* _Task description_
Where a line below includes the word "true", copy that line.

Records from a data source
┌──
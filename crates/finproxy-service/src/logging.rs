use tracing_subscriber::fmt::time::UtcTime;
use tracing_subscriber::fmt::{MakeWriter, fmt};
use tracing_subscriber::prelude::*;
use tracing_subscriber::util::SubscriberInitExt;

/// Installs a global subscriber writing one JSON object per event.
///
/// The sentry tracing layer is attached as well, so errors logged through `tracing` are
/// reported just like with the human readable formats.
pub fn init_json_logging<W>(env_filter: &str, make_writer: W)
where
    W: for<'writer> MakeWriter<'writer> + Send + Sync + 'static,
{
    fmt()
        .with_timer(UtcTime::rfc_3339())
        .with_target(true)
        .with_env_filter(env_filter)
        .json()
        .flatten_event(true)
        .with_current_span(true)
        .with_span_list(true)
        .with_writer(make_writer)
        .finish()
        .with(sentry::integrations::tracing::layer())
        .init();
}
└──
* _Answer to this exercise_
        .with_target(true)
        .flatten_event(true)
        .with_current_span(true)
        .with_span_list(true)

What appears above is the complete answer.